If you have the following:

  • 100 million rows in a table
  • BTREE indexing
  • Each Page in the BTREE holds 1024 keys

What would the metrics look like?

Since LOG(100000000)/LOG(2) = 26.575424759099, a BTREE index with 1024 keys per page treenode would have a tree height of only 3 (CEILING(LOG(100000000)/LOG(1024))). With only three pages nodes, a binary search for the needed key in each accessed treenode would result in a pruning and isolating of about 30 keys.

NUMBER OF PARTITIONS

If you have the following:

  • 100 million rows in a table
  • BTREE indexing
  • Each Page in the BTREE holds 1024 keys
  • You create 1024 parititions

The numbers would be slightly different.

Each partition should have about 97656 rows. What would the metrics become now?

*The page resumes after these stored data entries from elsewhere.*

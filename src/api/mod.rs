//! API route modules
//!
//! One module per resource, each exposing a `router()` in the same shape:
//!
//! - [`health`] - liveness
//! - [`me`] - resolved access view for the calling profile
//! - [`users`] - user-role administration
//! - [`stores`] - store directory (read-only)
//! - [`rokar`] - daily ledger queries and manual entry
//! - [`attendance`] - per-store daily attendance
//! - [`import`] - bulk spreadsheet import (preview + commit)

pub mod attendance;
pub mod health;
pub mod import;
pub mod me;
pub mod rokar;
pub mod stores;
pub mod users;

use axum::Router;

use crate::core::ServerState;

/// Compose the full API router
pub fn router() -> Router<ServerState> {
    Router::new()
        .merge(health::router())
        .merge(me::router())
        .merge(users::router())
        .merge(stores::router())
        .merge(rokar::router())
        .merge(attendance::router())
        .merge(import::router())
}
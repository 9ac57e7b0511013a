//! Access-control resolver
//!
//! Pure functions over a loaded [`UserProfile`]; no I/O. Every endpoint asks
//! the same two questions: which stores may this request be filtered to, and
//! is capability X granted. Keeping the answers here (instead of ad-hoc role
//! string comparisons at each call site) is what keeps the screens
//! consistent with each other.
//!
//! # The empty-set sentinel
//!
//! [`store_filter`] returns an **empty set for unrestricted roles**, and
//! callers must treat empty as "no filter - show all", never as "nothing
//! visible". Several screens decide whether to apply a store filter at all
//! based on this convention, so it is load-bearing and preserved exactly.

use std::collections::{BTreeSet, HashMap};

use serde::Serialize;

use crate::auth::{Role, permissions};
use crate::db::models::UserProfile;

/// Which store ids the profile's queries must be filtered to.
///
/// Restricted roles (MANAGER, STAFF) get the subset of their store-membership
/// map with value `true`, with the legacy single `assigned_store` field folded
/// in for profiles created before multi-store membership existed. Unrestricted
/// roles get the empty set (see module docs). A missing profile (still
/// loading) also yields the empty set; callers gate on profile presence
/// before trusting it.
pub fn store_filter(profile: Option<&UserProfile>) -> BTreeSet<String> {
    let Some(profile) = profile else {
        return BTreeSet::new();
    };
    if profile.role.is_unrestricted() {
        return BTreeSet::new();
    }

    let mut allowed: BTreeSet<String> = profile
        .stores
        .iter()
        .filter(|(_, member)| **member)
        .map(|(store_id, _)| store_id.clone())
        .collect();
    if let Some(legacy) = &profile.assigned_store
        && !legacy.is_empty()
    {
        allowed.insert(legacy.clone());
    }
    allowed
}

/// Whether the profile may touch the given store.
///
/// An empty filter means unrestricted, per the sentinel convention.
pub fn is_store_allowed(profile: Option<&UserProfile>, store_id: &str) -> bool {
    if profile.is_none() {
        return false;
    }
    let filter = store_filter(profile);
    filter.is_empty() || filter.contains(store_id)
}

/// Effective capability check: explicit grant wins, role default otherwise.
///
/// Missing profile resolves every capability to `false` so that screens can
/// render a denied state while the profile is still loading.
pub fn has_permission(profile: Option<&UserProfile>, capability: &str) -> bool {
    let Some(profile) = profile else {
        return false;
    };
    if let Some(explicit) = profile.permissions.get(capability) {
        return *explicit;
    }
    permissions::default_capabilities(profile.role).contains(&capability)
}

// ========== Hard role gates ==========
//
// These are layered on top of the capability table: a capability grant does
// not bypass a role gate, and passing a gate does not imply the capability.

/// Operations staff-ledger actions are manager-only.
pub fn can_use_operations(profile: Option<&UserProfile>) -> bool {
    matches!(profile.map(|p| p.role), Some(Role::Manager))
}

/// Overriding the auto-captured attendance check-in time is reserved for
/// admin roles; the override is stamped with who/when/why.
pub fn can_edit_attendance_time(profile: Option<&UserProfile>) -> bool {
    matches!(
        profile.map(|p| p.role),
        Some(Role::SuperAdmin) | Some(Role::Admin)
    )
}

/// Resolver output for one profile, as consumed by every screen.
///
/// `store_filter` empty = unrestricted (sentinel convention).
#[derive(Debug, Serialize)]
pub struct AccessView {
    pub email: String,
    pub name: String,
    pub role: Role,
    pub store_filter: Vec<String>,
    pub capabilities: HashMap<String, bool>,
    pub operations: bool,
    pub can_edit_attendance_time: bool,
}

impl AccessView {
    pub fn resolve(profile: &UserProfile) -> Self {
        let capabilities = permissions::ALL_CAPABILITIES
            .iter()
            .map(|cap| (cap.to_string(), has_permission(Some(profile), cap)))
            .collect();
        Self {
            email: profile.email.clone(),
            name: profile.name.clone(),
            role: profile.role,
            store_filter: store_filter(Some(profile)).into_iter().collect(),
            capabilities,
            operations: can_use_operations(Some(profile)),
            can_edit_attendance_time: can_edit_attendance_time(Some(profile)),
        }
    }
}

#[cfg(test)]
mod tests {
    use super::*;
    use std::collections::HashMap;

    fn profile(role: Role) -> UserProfile {
        UserProfile {
            id: None,
            email: "user@chain.example".to_string(),
            name: "Test User".to_string(),
            role,
            stores: HashMap::new(),
            assigned_store: None,
            is_active: true,
            permissions: HashMap::new(),
            created_at: 0,
            created_by: None,
        }
    }

    #[test]
    fn manager_filter_is_true_valued_subset() {
        let mut p = profile(Role::Manager);
        p.stores.insert("ST01".into(), true);
        p.stores.insert("ST02".into(), false);
        p.stores.insert("ST03".into(), true);

        let filter = store_filter(Some(&p));
        assert_eq!(
            filter.into_iter().collect::<Vec<_>>(),
            vec!["ST01".to_string(), "ST03".to_string()]
        );
    }

    #[test]
    fn legacy_assigned_store_is_folded_in() {
        let mut p = profile(Role::Manager);
        p.stores.insert("ST01".into(), true);
        p.assigned_store = Some("ST09".into());

        let filter = store_filter(Some(&p));
        assert!(filter.contains("ST01"));
        assert!(filter.contains("ST09"));
    }

    #[test]
    fn unrestricted_roles_get_empty_sentinel() {
        for role in [Role::SuperAdmin, Role::Admin, Role::Owner] {
            let mut p = profile(role);
            // Membership entries must not leak into the filter for
            // unrestricted roles.
            p.stores.insert("ST01".into(), true);
            assert!(store_filter(Some(&p)).is_empty());
            assert!(is_store_allowed(Some(&p), "ST99"));
        }
    }

    #[test]
    fn restricted_role_with_filter_is_scoped() {
        let mut p = profile(Role::Manager);
        p.stores.insert("ST01".into(), true);
        assert!(is_store_allowed(Some(&p), "ST01"));
        assert!(!is_store_allowed(Some(&p), "ST02"));
    }

    #[test]
    fn missing_profile_is_safe_default() {
        assert!(store_filter(None).is_empty());
        assert!(!is_store_allowed(None, "ST01"));
        for cap in permissions::ALL_CAPABILITIES {
            assert!(!has_permission(None, cap));
        }
        assert!(!can_use_operations(None));
        assert!(!can_edit_attendance_time(None));
    }

    #[test]
    fn explicit_permission_overrides_role_default() {
        // Staff gets nothing by default; explicit grant wins.
        let mut p = profile(Role::Staff);
        p.permissions.insert(permissions::ROKAR_VIEW.into(), true);
        assert!(has_permission(Some(&p), permissions::ROKAR_VIEW));

        // Manager holds rokar:import by default; explicit revoke wins.
        let mut p = profile(Role::Manager);
        p.permissions
            .insert(permissions::ROKAR_IMPORT.into(), false);
        assert!(!has_permission(Some(&p), permissions::ROKAR_IMPORT));
        // Untouched capabilities still resolve from the role default.
        assert!(has_permission(Some(&p), permissions::ATTENDANCE_MANAGE));
    }

    #[test]
    fn operations_gate_is_role_based_not_capability_based() {
        // Admin holds every capability but is not a manager.
        let p = profile(Role::Admin);
        assert!(!can_use_operations(Some(&p)));

        // A manager with every capability revoked still passes the gate.
        let mut p = profile(Role::Manager);
        for cap in permissions::ALL_CAPABILITIES {
            p.permissions.insert(cap.to_string(), false);
        }
        assert!(can_use_operations(Some(&p)));
    }

    #[test]
    fn attendance_time_gate() {
        assert!(can_edit_attendance_time(Some(&profile(Role::SuperAdmin))));
        assert!(can_edit_attendance_time(Some(&profile(Role::Admin))));
        assert!(!can_edit_attendance_time(Some(&profile(Role::Manager))));
        assert!(!can_edit_attendance_time(Some(&profile(Role::Owner))));
    }
}
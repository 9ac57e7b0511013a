use storeops::{Config, Server, ServerState, init_logger_with_file};

#[tokio::main]
async fn main() -> Result<(), Box<dyn std::error::Error>> {
    dotenv::dotenv().ok();

    let config = Config::from_env();
    init_logger_with_file(Some(&config.log_level), None);

    tracing::info!("Storeops back-office server starting...");

    let state = ServerState::initialize(&config).await?;

    let server = Server::with_state(config, state);
    if let Err(e) = server.run().await {
        tracing::error!("Server error: {}", e);
        return Err(e.into());
    }

    Ok(())
}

Since LOG(97656)/LOG(2) = 16.575421065795, a BTREE index with 1024 keys per page treenode would have a tree height of only 2 (CEILING(LOG(97656)/LOG(1024))). With only two pages nodes, a binary search for the needed key in each accessed treenode would result in a pruning and isolating of about 20 keys.

CONCLUSION

Spreading out the keys just removes one tree level but essentially creates 1024 indexes. The queries won't know the difference. The search time would probably be nominal at best in favor of partitions. However, make sure all the data is active. Otheriwse, you may be hitting just a few partitions, while other partitions with rarely-accessed data just takes up space and are never accessed frequently enough to justify the partitioning. You may have different performance metrics to worry about that are more blatent (such as internal defragmentation in XFS, ext3 vs ext4, etc.) You also need to worry about which storage engine you are using because:

  • InnoDB indexing would be a little messier in comparison to MyISAM because of having to manage a clustered index
  • InnoDB does double writing of data in ibdata1 as well as the current log file (ib_logfile0 or ib_logfile1)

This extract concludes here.